With this only farewell, three of them lifted the body up, swung it thrice in the air by the feet and by the head, and at the third swing let it fly out into the waters of the river that had so short a time before received the worn frame of the dead man's father.

As the body left their hands the priests were startled to hear a long, low cry that came from a few yards to the right. Looking, they saw a woman's figure run to the river-bank and peer into the waters below, where the body of the king, as on a funeral barge, went floating down towards the city of the dead that lay south of Babylon.

Without any attempt at accosting her who mourned, the men of Amraphel presently turned away and began their return to the temple, carrying with them the new wealth of jewels. Istar also rose, half consciously, and knowing neither any abiding-place where to lay her head, nor any one to seek who could give her help, she moved away aimlessly down the bank of the stream. A few yards to the south there was a great ferry station, where, by day, a dozen boats were wont to ply back and forth across the stream. By night only one barge went its way backward and forward; and as Istar came down to the little quay the broad scow was just ready to start to the western shore with its load of men and soldiers. She ran quickly down the steps and on to this moving bridge. The west bank of the river was home to her. She knew its streets and its people. There, to the north, was the palace of Belshazzar, and the temple in which she had once dwelt. There, somewhere, she would find shelter.

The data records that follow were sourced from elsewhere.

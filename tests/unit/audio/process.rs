use super::*;

fn stereo(samples: &[f32]) -> AudioPcm {
    AudioPcm {
        sample_rate: 10,
        channels: 2,
        interleaved_f32: samples.iter().flat_map(|&s| [s, s]).collect(),
    }
}

#[test]
fn normalization_reaches_the_target_level() {
    let mut pcm = stereo(&[0.01, -0.01, 0.01, -0.01]);
    normalize_loudness(&mut pcm, -20.0);
    assert!((rms(&pcm.interleaved_f32) - 0.1).abs() < 1e-5);
}

#[test]
fn normalization_respects_the_peak_ceiling() {
    let mut pcm = stereo(&[0.5, 0.0, 0.0, 0.0]);
    normalize_loudness(&mut pcm, 0.0);
    let peak = pcm.interleaved_f32.iter().fold(0.0f32, |m, s| m.max(s.abs()));
    assert!((peak - 0.99).abs() < 1e-6);

    let mut silent = stereo(&[0.0; 4]);
    normalize_loudness(&mut silent, -20.0);
    assert!(silent.interleaved_f32.iter().all(|&s| s == 0.0));
}

#[test]
fn trailing_silence_is_cut_to_the_maximum() {
    // 3 audible frames then 20 silent frames at 10 Hz
    let mut samples = vec![0.5, 0.5, 0.5];
    samples.extend(std::iter::repeat_n(0.0, 20));
    let mut pcm = stereo(&samples);
    trim_trailing_silence(
        &mut pcm,
        &SilenceTrimConfig {
            enabled: true,
            max_silence_sec: 1.0,
            threshold_db: -50.0,
        },
    );
    assert_eq!(pcm.frames(), 13);

    let mut short = stereo(&[0.5, 0.0]);
    trim_trailing_silence(
        &mut short,
        &SilenceTrimConfig {
            enabled: true,
            max_silence_sec: 1.0,
            threshold_db: -50.0,
        },
    );
    assert_eq!(short.frames(), 2);
}

#[test]
fn silent_clip_keeps_half_a_second() {
    let cfg = SilenceTrimConfig {
        enabled: true,
        max_silence_sec: 1.0,
        threshold_db: -50.0,
    };
    // 10 Hz: half a second is 5 frames, independent of max_silence_sec
    let mut silent = stereo(&[0.0; 30]);
    trim_trailing_silence(&mut silent, &cfg);
    assert_eq!(silent.frames(), 5);

    let mut tiny = stereo(&[0.0; 3]);
    trim_trailing_silence(&mut tiny, &cfg);
    assert_eq!(tiny.frames(), 3);
}

#[test]
fn tempo_shortens_the_clip() {
    let pcm = stereo(&[0.0, 0.1, 0.2, 0.3, 0.4, 0.5, 0.6, 0.7, 0.8, 0.9]);
    let fast = change_tempo(
        &pcm,
        &TempoConfig {
            enabled: true,
            rate: 2.0,
        },
    );
    assert_eq!(fast.frames(), 5);
    assert!((fast.interleaved_f32[2] - 0.2).abs() < 1e-6);
}

#[test]
fn echo_adds_a_decayed_tail() {
    let mut pcm = stereo(&[1.0, 0.0]);
    apply_echo(
        &mut pcm,
        &EchoConfig {
            enabled: true,
            delay_sec: 0.1,
            decay: 0.5,
        },
    );
    assert_eq!(pcm.frames(), 3);
    let left: Vec<f32> = pcm.interleaved_f32.iter().step_by(2).copied().collect();
    assert_eq!(left, vec![1.0, 0.5, 0.0]);
}

#[test]
fn disabled_steps_leave_the_clip_alone() {
    let cfg = AudioConfig {
        normalization: crate::config::model::NormalizationConfig {
            enabled: false,
            ..Default::default()
        },
        silence_trimming: SilenceTrimConfig {
            enabled: false,
            ..Default::default()
        },
        tempo: TempoConfig::default(),
        echo: EchoConfig::default(),
    };
    let pcm = stereo(&[0.3, 0.0, 0.0]);
    assert_eq!(process_narration(pcm.clone(), &cfg), pcm);
}
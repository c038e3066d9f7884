//! Narration clip processing.
//!
//! Steps run in a fixed order: loudness normalization, trailing-silence trimming, tempo, echo.
//! Each step is toggled independently by [`AudioConfig`].

use crate::assets::media::AudioPcm;
use crate::config::model::{AudioConfig, EchoConfig, SilenceTrimConfig, TempoConfig};
use crate::foundation::math::{amplitude_to_db, db_to_amplitude};

/// Highest absolute sample value normalization may produce.
const PEAK_CEILING: f32 = 0.99;

/// Apply every enabled step of `cfg` to `pcm`.
pub fn process_narration(mut pcm: AudioPcm, cfg: &AudioConfig) -> AudioPcm {
    if cfg.normalization.enabled {
        normalize_loudness(&mut pcm, cfg.normalization.target_db);
    }
    if cfg.silence_trimming.enabled {
        trim_trailing_silence(&mut pcm, &cfg.silence_trimming);
    }
    if cfg.tempo.enabled {
        pcm = change_tempo(&pcm, &cfg.tempo);
    }
    if cfg.echo.enabled {
        apply_echo(&mut pcm, &cfg.echo);
    }
    pcm
}

/// Root-mean-square level over every sample.
pub fn rms(samples: &[f32]) -> f32 {
    if samples.is_empty() {
        return 0.0;
    }
    let sum: f64 = samples.iter().map(|&s| f64::from(s) * f64::from(s)).sum();
    (sum / samples.len() as f64).sqrt() as f32
}

/// Scale `pcm` so its RMS level reaches `target_db` dBFS, never pushing the peak past 0.99.
///
/// Digital silence is left untouched.
pub fn normalize_loudness(pcm: &mut AudioPcm, target_db: f32) {
    let level = rms(&pcm.interleaved_f32);
    if level <= 1e-9 {
        return;
    }
    let peak = pcm
        .interleaved_f32
        .iter()
        .fold(0.0f32, |m, s| m.max(s.abs()));
    let gain = (db_to_amplitude(target_db) / level).min(PEAK_CEILING / peak);
    tracing::debug!(
        measured_db = amplitude_to_db(level),
        target_db,
        gain_db = amplitude_to_db(gain),
        "normalizing narration"
    );
    for s in &mut pcm.interleaved_f32 {
        *s *= gain;
    }
}

/// Length kept from a clip that is silent throughout.
const SILENT_CLIP_KEEP_SEC: f64 = 0.5;

/// Shorten trailing silence (frames at or below `threshold_db` on every channel) to at most
/// `max_silence_sec`. A clip with no audible frame at all is cut to half a second.
pub fn trim_trailing_silence(pcm: &mut AudioPcm, cfg: &SilenceTrimConfig) {
    let channels = usize::from(pcm.channels);
    if channels == 0 {
        return;
    }
    let threshold = db_to_amplitude(cfg.threshold_db);
    let frames = pcm.frames();
    let audible_end = pcm
        .interleaved_f32
        .chunks_exact(channels)
        .rposition(|f| f.iter().any(|s| s.abs() > threshold))
        .map_or(0, |i| i + 1);
    let keep = if audible_end == 0 {
        tracing::warn!(frames, "narration clip is entirely silent");
        (SILENT_CLIP_KEEP_SEC * f64::from(pcm.sample_rate)).round() as usize
    } else {
        let keep_silence =
            (cfg.max_silence_sec.max(0.0) * f64::from(pcm.sample_rate)).round() as usize;
        audible_end + keep_silence
    }
    .min(frames);
    pcm.interleaved_f32.truncate(keep * channels);
}

/// Play back `rate` times faster by linear resampling. Pitch follows the rate.
pub fn change_tempo(pcm: &AudioPcm, cfg: &TempoConfig) -> AudioPcm {
    let channels = usize::from(pcm.channels);
    let src_frames = pcm.frames();
    if channels == 0 || src_frames == 0 || !(cfg.rate.is_finite() && cfg.rate > 0.0) {
        return pcm.clone();
    }
    if (cfg.rate - 1.0).abs() < 1e-9 {
        return pcm.clone();
    }
    let out_frames = ((src_frames as f64) / cfg.rate).round().max(1.0) as usize;
    let src = &pcm.interleaved_f32;
    let mut out = Vec::with_capacity(out_frames * channels);
    for i in 0..out_frames {
        let pos = i as f64 * cfg.rate;
        let f0 = (pos.floor() as usize).min(src_frames - 1);
        let f1 = (f0 + 1).min(src_frames - 1);
        let frac = (pos - f0 as f64).clamp(0.0, 1.0) as f32;
        for c in 0..channels {
            let a = src[f0 * channels + c];
            let b = src[f1 * channels + c];
            out.push(a + (b - a) * frac);
        }
    }
    AudioPcm {
        sample_rate: pcm.sample_rate,
        channels: pcm.channels,
        interleaved_f32: out,
    }
}

/// Add one delayed copy scaled by `decay`. The clip grows by the delay so the tail is kept.
pub fn apply_echo(pcm: &mut AudioPcm, cfg: &EchoConfig) {
    let channels = usize::from(pcm.channels);
    let delay_frames = (cfg.delay_sec.max(0.0) * f64::from(pcm.sample_rate)).round() as usize;
    if channels == 0 || delay_frames == 0 || cfg.decay <= 0.0 || pcm.frames() == 0 {
        return;
    }
    let offset = delay_frames * channels;
    let dry_len = pcm.interleaved_f32.len();
    pcm.interleaved_f32.resize(dry_len + offset, 0.0);
    for i in (0..dry_len).rev() {
        let wet = pcm.interleaved_f32[i] * cfg.decay;
        pcm.interleaved_f32[i + offset] += wet;
    }
    for s in &mut pcm.interleaved_f32 {
        *s = s.clamp(-1.0, 1.0);
    }
}

#[cfg(test)]
#[path = "../../tests/unit/audio/process.rs"]
mod tests;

When the barge finally touched the landing at the western shore and Istar, last of any one, was about to leave it, she was stopped by one of the ferrymen.

"Lady, it is two se for the passage."

"Two se! Money? I have none," said Istar, slowly.

"Thou shalt not leave the barge till the price is paid," retorted the boatman, angrily.

But vaguely understanding what he meant, Istar pulled the veil from her face and fixed her great eyes upon him, the better to comprehend what it was he told her. The man gave a great start, for in the semi-darkness her marvellous beauty shone like a star. Then the rough fellow bent his head before her.

"It is the lady of Babylon! Great Istar, forgive our fault! Let it please thee to leave the barge!" he exclaimed, reverently.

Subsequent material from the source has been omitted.